[Stored items]
^^^^^^^^^^^^^^^^

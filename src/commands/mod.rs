//! Command implementations for crewflow.
//!
//! This module provides the dispatcher that routes CLI commands to their
//! implementations, and the `Launcher` every command runs against.

mod check;
mod doctor;
mod list;
mod prompt;
mod run;

use crate::cli::{Command, RunArgs};
use crate::error::Result;
use crate::settings::Settings;
use std::path::PathBuf;

/// Resolved launcher home and its settings.
#[derive(Debug, Clone)]
pub struct Launcher {
    pub home: PathBuf,
    pub settings: Settings,
}

impl Launcher {
    pub fn new(home: PathBuf, settings: Settings) -> Self {
        Self { home, settings }
    }

    /// Directory holding one subdirectory per flow.
    pub fn config_root(&self) -> PathBuf {
        self.settings.config_root_in(&self.home)
    }

    /// Directory receiving reports and event logs.
    pub fn output_root(&self) -> PathBuf {
        self.settings.output_root_in(&self.home)
    }
}

/// Dispatch a command to its implementation.
///
/// No subcommand means the interactive launcher, which is `run` with every
/// value taken from the console.
pub fn dispatch(launcher: &Launcher, command: Option<Command>) -> Result<()> {
    match command {
        None => run::cmd_run(launcher, RunArgs::default()),
        Some(Command::Run(args)) => run::cmd_run(launcher, args),
        Some(Command::List) => list::cmd_list(launcher),
        Some(Command::Check(args)) => check::cmd_check(launcher, args),
        Some(Command::Doctor(args)) => doctor::cmd_doctor(launcher, args),
    }
}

^^^^^^^^^^^^^^^^

▸ WHAT TO WORK ON
Go through the data and show every line where "list" occurs.

▸ RESULT OF THIS EXERCISE
mod list;
        Some(Command::List) => list::cmd_list(launcher),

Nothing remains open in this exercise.